- Opening Delimiter -

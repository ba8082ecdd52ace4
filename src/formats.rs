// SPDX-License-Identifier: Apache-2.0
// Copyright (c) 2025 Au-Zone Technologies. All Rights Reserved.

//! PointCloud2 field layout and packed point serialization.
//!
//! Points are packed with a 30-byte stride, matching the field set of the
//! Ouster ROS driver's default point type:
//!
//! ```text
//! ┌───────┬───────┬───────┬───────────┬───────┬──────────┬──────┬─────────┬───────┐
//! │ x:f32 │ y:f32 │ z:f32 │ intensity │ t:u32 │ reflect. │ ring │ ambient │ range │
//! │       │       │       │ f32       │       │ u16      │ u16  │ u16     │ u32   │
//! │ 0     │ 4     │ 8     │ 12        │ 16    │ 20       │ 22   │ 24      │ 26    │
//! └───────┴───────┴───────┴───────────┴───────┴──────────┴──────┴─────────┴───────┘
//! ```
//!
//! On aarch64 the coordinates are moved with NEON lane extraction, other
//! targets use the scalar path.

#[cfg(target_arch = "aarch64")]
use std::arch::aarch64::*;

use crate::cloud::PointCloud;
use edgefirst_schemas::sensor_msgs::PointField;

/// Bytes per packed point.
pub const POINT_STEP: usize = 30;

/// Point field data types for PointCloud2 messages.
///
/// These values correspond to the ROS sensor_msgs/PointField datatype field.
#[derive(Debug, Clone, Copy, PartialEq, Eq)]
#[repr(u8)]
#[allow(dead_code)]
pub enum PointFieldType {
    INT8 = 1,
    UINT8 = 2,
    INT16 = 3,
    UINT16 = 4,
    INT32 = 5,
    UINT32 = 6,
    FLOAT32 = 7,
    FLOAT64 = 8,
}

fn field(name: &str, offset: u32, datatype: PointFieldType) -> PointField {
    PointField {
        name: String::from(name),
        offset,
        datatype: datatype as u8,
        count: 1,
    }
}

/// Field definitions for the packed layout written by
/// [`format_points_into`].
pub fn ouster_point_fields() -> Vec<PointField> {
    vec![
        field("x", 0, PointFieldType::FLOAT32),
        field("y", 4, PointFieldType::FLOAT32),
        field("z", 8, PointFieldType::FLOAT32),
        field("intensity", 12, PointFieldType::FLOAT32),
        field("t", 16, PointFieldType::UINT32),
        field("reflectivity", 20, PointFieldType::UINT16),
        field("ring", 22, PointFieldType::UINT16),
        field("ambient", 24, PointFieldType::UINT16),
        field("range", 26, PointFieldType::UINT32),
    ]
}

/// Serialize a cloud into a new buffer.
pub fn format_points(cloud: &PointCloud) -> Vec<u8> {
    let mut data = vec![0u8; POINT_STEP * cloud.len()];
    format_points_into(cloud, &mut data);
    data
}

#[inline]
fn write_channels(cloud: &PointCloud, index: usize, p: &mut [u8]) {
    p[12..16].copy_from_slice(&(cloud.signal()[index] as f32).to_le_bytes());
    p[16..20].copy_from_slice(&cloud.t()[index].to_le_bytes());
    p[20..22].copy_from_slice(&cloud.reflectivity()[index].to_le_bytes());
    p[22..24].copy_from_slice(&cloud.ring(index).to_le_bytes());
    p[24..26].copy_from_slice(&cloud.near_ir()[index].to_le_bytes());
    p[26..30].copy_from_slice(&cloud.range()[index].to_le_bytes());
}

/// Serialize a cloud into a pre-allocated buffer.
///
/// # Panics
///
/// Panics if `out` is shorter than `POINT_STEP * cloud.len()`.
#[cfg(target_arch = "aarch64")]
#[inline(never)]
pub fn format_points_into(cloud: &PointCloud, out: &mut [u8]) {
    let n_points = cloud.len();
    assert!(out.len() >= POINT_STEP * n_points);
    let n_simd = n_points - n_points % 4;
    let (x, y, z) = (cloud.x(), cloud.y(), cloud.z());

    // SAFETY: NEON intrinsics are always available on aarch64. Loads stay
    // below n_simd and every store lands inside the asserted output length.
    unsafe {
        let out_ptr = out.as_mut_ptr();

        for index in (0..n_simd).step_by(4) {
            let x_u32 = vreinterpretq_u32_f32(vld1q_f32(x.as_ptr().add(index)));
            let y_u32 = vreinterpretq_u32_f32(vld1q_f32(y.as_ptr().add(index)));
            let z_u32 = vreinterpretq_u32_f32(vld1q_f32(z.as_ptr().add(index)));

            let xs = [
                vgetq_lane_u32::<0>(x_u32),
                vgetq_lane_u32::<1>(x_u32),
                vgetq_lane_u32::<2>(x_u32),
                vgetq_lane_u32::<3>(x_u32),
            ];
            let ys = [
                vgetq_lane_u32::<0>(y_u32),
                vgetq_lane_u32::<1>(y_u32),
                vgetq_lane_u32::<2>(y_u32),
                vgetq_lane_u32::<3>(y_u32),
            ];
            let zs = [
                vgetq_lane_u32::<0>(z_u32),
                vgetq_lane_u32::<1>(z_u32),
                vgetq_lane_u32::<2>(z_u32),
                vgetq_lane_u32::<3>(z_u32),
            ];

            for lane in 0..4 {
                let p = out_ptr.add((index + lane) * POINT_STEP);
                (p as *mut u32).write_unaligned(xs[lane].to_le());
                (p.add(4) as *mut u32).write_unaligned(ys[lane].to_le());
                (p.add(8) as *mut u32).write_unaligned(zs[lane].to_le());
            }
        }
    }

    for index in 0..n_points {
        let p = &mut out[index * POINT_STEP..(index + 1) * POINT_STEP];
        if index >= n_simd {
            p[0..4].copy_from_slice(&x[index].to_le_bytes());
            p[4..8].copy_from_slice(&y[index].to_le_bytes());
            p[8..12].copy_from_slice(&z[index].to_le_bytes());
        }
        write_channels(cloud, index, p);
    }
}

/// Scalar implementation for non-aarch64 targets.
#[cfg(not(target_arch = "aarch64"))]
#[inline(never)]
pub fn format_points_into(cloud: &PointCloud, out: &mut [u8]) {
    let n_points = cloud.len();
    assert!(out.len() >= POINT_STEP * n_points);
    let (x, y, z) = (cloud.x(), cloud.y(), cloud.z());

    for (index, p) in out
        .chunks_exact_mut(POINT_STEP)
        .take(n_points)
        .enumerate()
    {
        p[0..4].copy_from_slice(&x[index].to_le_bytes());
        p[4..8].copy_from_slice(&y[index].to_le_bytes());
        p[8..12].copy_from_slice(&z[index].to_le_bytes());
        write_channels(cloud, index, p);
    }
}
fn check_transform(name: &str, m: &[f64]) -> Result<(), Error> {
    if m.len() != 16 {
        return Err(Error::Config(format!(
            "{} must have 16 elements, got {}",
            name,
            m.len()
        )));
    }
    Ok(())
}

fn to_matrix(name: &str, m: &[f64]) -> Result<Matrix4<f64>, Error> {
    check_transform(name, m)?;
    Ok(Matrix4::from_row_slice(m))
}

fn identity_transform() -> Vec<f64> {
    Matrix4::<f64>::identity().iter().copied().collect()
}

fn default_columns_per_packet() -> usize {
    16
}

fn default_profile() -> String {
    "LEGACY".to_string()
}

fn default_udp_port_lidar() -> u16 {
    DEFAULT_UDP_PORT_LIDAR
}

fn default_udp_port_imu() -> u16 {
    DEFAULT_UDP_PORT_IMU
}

- Closing Delimiter -

Where a line in the records above contains the string "datatype", return that line.

- **Problem solution**:
/// These values correspond to the ROS sensor_msgs/PointField datatype field.
fn field(name: &str, offset: u32, datatype: PointFieldType) -> PointField {
        datatype: datatype as u8,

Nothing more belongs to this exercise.